Dasang Zhandu sombra plus tard dans l'adversité. Il fut tout d'abord destitué de ses fonctions de commandant en chef de l'armée tibétaine et ensuite évincé du galoin du kashag. Suite au décès du XIIIe dalaï-lama Thubdain Gyatso, Dasang Zhandu perdit son protecteur et la quasi-totalité de ses titres officiels, hormis le titre de taji (fonctionnaire du troisième degré). Heureusement, ses affaires restaient florissantes. En outre, grâce à sa large parenté, il ne vit pas dans la solitude.
Les nobles tibétains portaient des vêtements différents de ceux utilisés par le peuple. Leurs vêtements, pourvus de manches longues, étaient de haute qualité. Les nobles ne s'adonnaient jamais au travail manuel, cependant, Dasang Zhandu, personnage fortuné de basse extraction, haut fonctionnaire et grand commerçant, a toujours conservé sa nature de travailleur. Amateur des travaux champêtres, il possédait un petit verger et un jardin qu'il cultivait à ses heures perdues.

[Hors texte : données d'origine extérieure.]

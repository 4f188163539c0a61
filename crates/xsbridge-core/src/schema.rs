//! Collection schema description.
//!
//! Host models declare their searchable fields as [`FieldTypes`]; the
//! [`SchemaDescriptor`] validates those declarations and produces the
//! [`CollectionSchema`] a daemon client is created from. The rendered form is
//! the daemon's `project.ini` text:
//!
//! ```text
//! project.name = articles
//! project.default_charset = utf-8
//! server.index = 127.0.0.1:8383
//! server.search = 127.0.0.1:8384
//!
//! [xun_search_object_id]
//! type = id
//!
//! [title]
//! type = title
//! ```
use serde::{Deserialize, Serialize};
use std::fmt;

use crate::config::EngineConfig;
use crate::error::SchemaError;

/// Synthetic field carrying the soft-delete state of an entity.
pub const SOFT_DELETE_FIELD: &str = "__soft_deleted";

#[derive(Debug, Clone, Copy, PartialEq, Eq, Hash, Serialize, Deserialize)]
#[serde(rename_all = "lowercase")]
pub enum FieldKind {
    #[serde(rename = "id")]
    Identifier,
    Numeric,
    String,
    Title,
    Body,
}

impl FieldKind {
    pub fn as_str(self) -> &'static str {
        match self {
            Self::Identifier => "id",
            Self::Numeric => "numeric",
            Self::String => "string",
            Self::Title => "title",
            Self::Body => "body",
        }
    }
}

/// How a field participates in the index.
///
/// `SelfOnly` terms are only reachable through `field:term`, `Mixed` terms
/// only through unprefixed text, `Both` through either.
#[derive(Debug, Clone, Copy, PartialEq, Eq, Hash, Serialize, Deserialize)]
#[serde(rename_all = "lowercase")]
pub enum IndexMode {
    None,
    #[serde(rename = "self")]
    SelfOnly,
    Mixed,
    Both,
}

impl IndexMode {
    pub fn as_str(self) -> &'static str {
        match self {
            Self::None => "none",
            Self::SelfOnly => "self",
            Self::Mixed => "mixed",
            Self::Both => "both",
        }
    }
}

#[derive(Debug, Clone, Copy, PartialEq, Eq, Hash, Serialize, Deserialize)]
#[serde(rename_all = "lowercase")]
pub enum TokenizerKind {
    /// The whole value is one term.
    Full,
    /// The value is not split into terms.
    None,
    /// Word segmentation, tuned by its parameter.
    Scws,
    /// Fixed-length split.
    Xlen,
    /// Stepped split.
    Xstep,
}

impl TokenizerKind {
    pub fn as_str(self) -> &'static str {
        match self {
            Self::Full => "full",
            Self::None => "none",
            Self::Scws => "scws",
            Self::Xlen => "xlen",
            Self::Xstep => "xstep",
        }
    }

    pub fn is_parameterless(self) -> bool { matches!(self, Self::Full | Self::None) }
}

/// A tokenizer after validation.
#[derive(Debug, Clone, Copy, PartialEq, Eq, Hash)]
pub enum Tokenizer {
    Full,
    None,
    Parametrized { kind: TokenizerKind, value: u64 },
}

impl fmt::Display for Tokenizer {
    fn fmt(&self, f: &mut fmt::Formatter<'_>) -> fmt::Result {
        match self {
            Self::Full => f.write_str("full"),
            Self::None => f.write_str("none"),
            Self::Parametrized { kind, value } => write!(f, "{}({})", kind.as_str(), value),
        }
    }
}

/// Declared type metadata of one searchable field, as written by the host.
///
/// Nothing is checked here; [`SchemaDescriptor::describe`] validates.
#[derive(Debug, Clone, Copy, Default, PartialEq, Eq, Serialize, Deserialize)]
pub struct FieldSpec {
    #[serde(rename = "type")]
    pub kind: Option<FieldKind>,
    pub index: Option<IndexMode>,
    pub tokenizer: Option<TokenizerKind>,
    pub tokenizer_value: Option<i64>,
}

impl FieldSpec {
    pub fn of(kind: FieldKind) -> Self { Self { kind: Some(kind), ..Self::default() } }
    pub fn numeric() -> Self { Self::of(FieldKind::Numeric) }
    pub fn string() -> Self { Self::of(FieldKind::String) }
    pub fn title() -> Self { Self::of(FieldKind::Title) }
    pub fn body() -> Self { Self::of(FieldKind::Body) }

    pub fn index(mut self, mode: IndexMode) -> Self {
        self.index = Some(mode);
        self
    }

    pub fn tokenizer(mut self, tokenizer: TokenizerKind) -> Self {
        self.tokenizer = Some(tokenizer);
        self
    }

    pub fn tokenizer_value(mut self, value: i64) -> Self {
        self.tokenizer_value = Some(value);
        self
    }

    fn positive_tuning(&self) -> Option<u64> {
        self.tokenizer_value.and_then(|v| u64::try_from(v).ok()).filter(|v| *v > 0)
    }

    /// Resolves the tokenizer line for `field`.
    ///
    /// Parameterless kinds are used verbatim whatever the tuning value; a
    /// parametrized kind needs a positive value; a positive value on its own
    /// selects `scws`.
    fn resolve_tokenizer(&self, field: &str) -> Result<Option<Tokenizer>, SchemaError> {
        match (self.tokenizer, self.positive_tuning()) {
            (Some(TokenizerKind::Full), _) => Ok(Some(Tokenizer::Full)),
            (Some(TokenizerKind::None), _) => Ok(Some(Tokenizer::None)),
            (Some(kind), Some(value)) => Ok(Some(Tokenizer::Parametrized { kind, value })),
            (Some(_), None) => Err(SchemaError::InvalidTokenizer { field: field.to_string() }),
            (None, Some(value)) => Ok(Some(Tokenizer::Parametrized { kind: TokenizerKind::Scws, value })),
            (None, None) => Ok(None),
        }
    }
}

/// Ordered field name → declaration mapping.
///
/// Insertion order is the section order of the rendered schema. Declaring a
/// field twice replaces the earlier declaration in place.
#[derive(Debug, Clone, Default, PartialEq, Eq)]
pub struct FieldTypes {
    fields: Vec<(String, FieldSpec)>,
}

impl FieldTypes {
    pub fn new() -> Self { Self::default() }

    pub fn field(mut self, name: impl Into<String>, spec: FieldSpec) -> Self {
        self.insert(name, spec);
        self
    }

    pub fn insert(&mut self, name: impl Into<String>, spec: FieldSpec) {
        let name = name.into();
        match self.fields.iter_mut().find(|(n, _)| *n == name) {
            Some(slot) => slot.1 = spec,
            None => self.fields.push((name, spec)),
        }
    }

    pub fn get(&self, name: &str) -> Option<&FieldSpec> {
        self.fields.iter().find(|(n, _)| n == name).map(|(_, s)| s)
    }

    pub fn iter(&self) -> impl Iterator<Item = (&str, &FieldSpec)> {
        self.fields.iter().map(|(n, s)| (n.as_str(), s))
    }

    pub fn len(&self) -> usize { self.fields.len() }

    pub fn is_empty(&self) -> bool { self.fields.is_empty() }
}

impl<S: Into<String>> FromIterator<(S, FieldSpec)> for FieldTypes {
    fn from_iter<I: IntoIterator<Item = (S, FieldSpec)>>(iter: I) -> Self {
        let mut types = Self::new();
        for (name, spec) in iter {
            types.insert(name, spec);
        }
        types
    }
}

/// One `[field]` section of a collection schema.
#[derive(Debug, Clone, PartialEq, Eq)]
pub struct FieldSection {
    pub name: String,
    pub kind: Option<FieldKind>,
    pub index: Option<IndexMode>,
    pub tokenizer: Option<Tokenizer>,
}

impl FieldSection {
    /// Index mode the daemon applies when none is declared.
    pub fn effective_index(&self) -> IndexMode {
        match (self.index, self.kind) {
            (Some(mode), _) => mode,
            (None, Some(FieldKind::Title | FieldKind::Body)) => IndexMode::Both,
            (None, _) => IndexMode::SelfOnly,
        }
    }
}

/// A validated schema for one collection. Immutable once described.
#[derive(Debug, Clone, PartialEq, Eq)]
pub struct CollectionSchema {
    pub name: String,
    pub charset: String,
    pub index_server: Endpoint,
    pub search_server: Endpoint,
    /// Document key first, user fields in declaration order, soft-delete
    /// field last when present.
    pub fields: Vec<FieldSection>,
}

impl CollectionSchema {
    pub fn key_field(&self) -> &FieldSection { &self.fields[0] }

    pub fn field(&self, name: &str) -> Option<&FieldSection> {
        self.fields.iter().find(|f| f.name == name)
    }

    pub fn has_soft_delete(&self) -> bool { self.field(SOFT_DELETE_FIELD).is_some() }

    /// Renders the daemon's project configuration text.
    pub fn render(&self) -> String { self.to_string() }
}

impl fmt::Display for CollectionSchema {
    fn fmt(&self, f: &mut fmt::Formatter<'_>) -> fmt::Result {
        writeln!(f, "project.name = {}", self.name)?;
        writeln!(f, "project.default_charset = {}", self.charset)?;
        writeln!(f, "server.index = {}", self.index_server)?;
        writeln!(f, "server.search = {}", self.search_server)?;
        for section in &self.fields {
            writeln!(f)?;
            writeln!(f, "[{}]", section.name)?;
            if let Some(kind) = section.kind {
                writeln!(f, "type = {}", kind.as_str())?;
            }
            if let Some(index) = section.index {
                writeln!(f, "index = {}", index.as_str())?;
            }
            if let Some(tokenizer) = section.tokenizer {
                writeln!(f, "tokenizer = {tokenizer}")?;
            }
        }
        Ok(())
    }
}

/// A daemon endpoint. Renders as `host:port`, or the bare port when no host
/// resolved.
#[derive(Debug, Clone, PartialEq, Eq)]
pub struct Endpoint {
    pub host: Option<String>,
    pub port: u16,
}

impl fmt::Display for Endpoint {
    fn fmt(&self, f: &mut fmt::Formatter<'_>) -> fmt::Result {
        match &self.host {
            Some(host) => write!(f, "{}:{}", host, self.port),
            None => write!(f, "{}", self.port),
        }
    }
}

/// Turns field declarations into collection schemas for one daemon setup.
#[derive(Debug, Clone, PartialEq, Eq)]
pub struct SchemaDescriptor {
    charset: String,
    index_server: Endpoint,
    search_server: Endpoint,
    key_name: String,
}

impl SchemaDescriptor {
    pub fn new(config: &EngineConfig) -> Self {
        let resolve = |specific: &Option<String>| specific.clone().or_else(|| config.server_host.clone());
        Self {
            charset: config.default_charset.clone(),
            index_server: Endpoint { host: resolve(&config.server_index_host), port: config.server_index_port },
            search_server: Endpoint { host: resolve(&config.server_search_host), port: config.server_search_port },
            key_name: config.doc_key_name.clone(),
        }
    }

    pub fn key_name(&self) -> &str { &self.key_name }

    pub fn describe(&self, collection: &str, types: &FieldTypes, uses_soft_delete: bool) -> Result<CollectionSchema, SchemaError> {
        let mut fields = Vec::with_capacity(types.len() + 2);
        fields.push(FieldSection { name: self.key_name.clone(), kind: Some(FieldKind::Identifier), index: None, tokenizer: None });

        let (mut titles, mut bodies) = (0usize, 0usize);
        for (name, spec) in types.iter() {
            if name == self.key_name {
                return Err(SchemaError::ReservedName { field: name.to_string() });
            }
            match spec.kind {
                Some(FieldKind::Identifier) => return Err(SchemaError::IdentifierKind { field: name.to_string() }),
                Some(FieldKind::Title) => titles += 1,
                Some(FieldKind::Body) => bodies += 1,
                _ => {}
            }
            if titles > 1 {
                return Err(SchemaError::DuplicateTitle { field: name.to_string() });
            }
            if bodies > 1 {
                return Err(SchemaError::DuplicateBody { field: name.to_string() });
            }
            fields.push(FieldSection {
                name: name.to_string(),
                kind: spec.kind,
                index: spec.index,
                tokenizer: spec.resolve_tokenizer(name)?,
            });
        }

        if uses_soft_delete {
            fields.push(FieldSection {
                name: SOFT_DELETE_FIELD.to_string(),
                kind: Some(FieldKind::Numeric),
                index: Some(IndexMode::SelfOnly),
                tokenizer: Some(Tokenizer::Full),
            });
        }

        Ok(CollectionSchema {
            name: collection.to_string(),
            charset: self.charset.clone(),
            index_server: self.index_server.clone(),
            search_server: self.search_server.clone(),
            fields,
        })
    }
}
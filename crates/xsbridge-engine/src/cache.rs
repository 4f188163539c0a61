//! Per-collection client cache.
//!
//! Clients are created on first use and kept until explicitly evicted. The
//! schema of a collection is fixed when its client is created, so a changed
//! field declaration only takes effect after [`ClientCache::evict`] or a
//! restart.
use parking_lot::RwLock;
use std::collections::HashMap;
use std::sync::Arc;

pub struct ClientCache<C> {
    clients: RwLock<HashMap<String, Arc<C>>>,
}

impl<C> Default for ClientCache<C> {
    fn default() -> Self { Self { clients: RwLock::new(HashMap::new()) } }
}

impl<C> ClientCache<C> {
    pub fn new() -> Self { Self::default() }

    pub fn get(&self, collection: &str) -> Option<Arc<C>> {
        self.clients.read().get(collection).cloned()
    }

    /// Returns the cached client or creates it with `create`.
    ///
    /// Creation runs under the write lock after a second lookup, so
    /// concurrent callers never build two clients for one collection. A
    /// failed creation caches nothing.
    pub fn get_or_try_insert_with<E, F>(&self, collection: &str, create: F) -> Result<Arc<C>, E>
    where
        F: FnOnce() -> Result<C, E>,
    {
        if let Some(client) = self.get(collection) {
            return Ok(client);
        }
        let mut clients = self.clients.write();
        if let Some(client) = clients.get(collection) {
            return Ok(Arc::clone(client));
        }
        let client = Arc::new(create()?);
        clients.insert(collection.to_string(), Arc::clone(&client));
        Ok(client)
    }

    /// Drops the client for `collection`. Handles already given out stay
    /// usable; the next lookup creates a fresh client.
    pub fn evict(&self, collection: &str) -> bool {
        self.clients.write().remove(collection).is_some()
    }

    pub fn collections(&self) -> Vec<String> {
        let mut names: Vec<String> = self.clients.read().keys().cloned().collect();
        names.sort();
        names
    }

    pub fn len(&self) -> usize { self.clients.read().len() }

    pub fn is_empty(&self) -> bool { self.clients.read().is_empty() }
}
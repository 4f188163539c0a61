use anyhow::{anyhow, Result};
use parking_lot::Mutex;
use std::path::PathBuf;
use tantivy::directory::MmapDirectory;
use tantivy::{Index, IndexReader, IndexWriter, ReloadPolicy, Term};
use tracing::{debug, info};

use xsbridge_core::schema::CollectionSchema;
use xsbridge_core::traits::{ClientFactory, SearchClient, SearchSession};
use xsbridge_core::types::Document;

use crate::search::TantivySession;
use crate::tantivy_utils::{build_schema, register_tokenizer, to_tantivy_doc, CollectionLayout};

const WRITER_HEAP_BYTES: usize = 50_000_000;

/// Opens one tantivy index per collection.
///
/// In directory mode each collection lives in `<root>/<collection>/` and its
/// rendered project config is written next to it as `<collection>.ini`. An
/// existing index is reopened; opening it with a different schema fails.
#[derive(Debug, Clone, Default)]
pub struct TantivyClientFactory {
	root: Option<PathBuf>,
}

impl TantivyClientFactory {
	pub fn in_memory() -> Self { Self { root: None } }

	pub fn in_dir(root: impl Into<PathBuf>) -> Self { Self { root: Some(root.into()) } }

	fn open_index(&self, collection: &CollectionSchema) -> Result<Index> {
		let schema = build_schema(collection);
		let Some(root) = &self.root else { return Ok(Index::create_in_ram(schema)); };
		let index_dir = root.join(&collection.name);
		std::fs::create_dir_all(&index_dir)?;
		std::fs::write(root.join(format!("{}.ini", collection.name)), collection.render())?;
		Ok(Index::open_or_create(MmapDirectory::open(&index_dir)?, schema)?)
	}
}

impl ClientFactory for TantivyClientFactory {
	type Client = TantivyClient;

	fn connect(&self, collection: &CollectionSchema) -> Result<TantivyClient> {
		let index = self.open_index(collection)?;
		info!(collection = %collection.name, on_disk = self.root.is_some(), "opened tantivy collection");
		TantivyClient::new(index, collection)
	}
}

pub struct TantivyClient {
	index: Index,
	reader: IndexReader,
	writer: Mutex<IndexWriter>,
	layout: CollectionLayout,
}

impl TantivyClient {
	pub fn new(index: Index, collection: &CollectionSchema) -> Result<Self> {
		register_tokenizer(&index);
		let layout = CollectionLayout::new(collection, &index.schema())?;
		let writer: IndexWriter = index.writer_with_num_threads(1, WRITER_HEAP_BYTES)?;
		let reader = index.reader_builder().reload_policy(ReloadPolicy::Manual).try_into()?;
		Ok(Self { index, reader, writer: Mutex::new(writer), layout })
	}

	pub fn num_docs(&self) -> u64 { self.reader.searcher().num_docs() }

	fn commit(&self, writer: &mut IndexWriter) -> Result<()> {
		writer.commit()?;
		self.reader.reload()?;
		Ok(())
	}
}

impl SearchClient for TantivyClient {
	fn update(&self, doc: Document) -> Result<()> {
		let key = doc
			.get(&self.layout.key_name)
			.map(ToString::to_string)
			.ok_or_else(|| anyhow!("document has no '{}' field", self.layout.key_name))?;
		let tantivy_doc = to_tantivy_doc(&self.layout, &doc)?;
		let mut writer = self.writer.lock();
		writer.delete_term(Term::from_field_text(self.layout.key, &key));
		writer.add_document(tantivy_doc)?;
		self.commit(&mut writer)?;
		debug!(key = %key, "upserted document");
		Ok(())
	}

	fn delete(&self, keys: &[String]) -> Result<()> {
		let mut writer = self.writer.lock();
		for key in keys {
			writer.delete_term(Term::from_field_text(self.layout.key, key));
		}
		self.commit(&mut writer)
	}

	fn clean(&self) -> Result<()> {
		let mut writer = self.writer.lock();
		writer.delete_all_documents()?;
		self.commit(&mut writer)
	}

	fn search(&self) -> Box<dyn SearchSession + '_> { Box::new(TantivySession::new(&self.index, &self.reader, &self.layout)) }
}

Pendant les années 1950, à Lhassa, plusieurs fleurs furent baptisées de son nom, telle que la rose Carong. L'ancien protégé du XIIIe dalaï-lama possédait un jardin potager en bordure de la rivière Lhassa. Il importa à grands frais de l'étranger des verres et des graines de légumes afin de construire une serre. Lors de la cueillette, il envoya son domestique offrir une espèce de chou-fleur à Gaxoiba, beau-père de sa fille. Ce dignitaire n'avait jamais vu une telle plante. Il s'entretint de manière épistolaire avec Dasang Zhandu pour le consulter et savoir s'il s'agit d'une fleur ou d'un légume et dans ce dernier cas, comment cuisiner cette plante. Immédiatement après avoir reçu cette missive, Dasang Zhandu dépêcha son cuisinier auprès de l'expéditeur de la lettre.
En 1959, Carong Dasang Zhandu faisait partie de la rébellion armée déclenchée par la clique réactionnaire des couches supérieures du Tibet et était commandant adjoint du quartier général de la rébellion. Il fut capturé le 22 mars au Potala. Peu après, il mourut dans sa cellule. (Chen Zonglie)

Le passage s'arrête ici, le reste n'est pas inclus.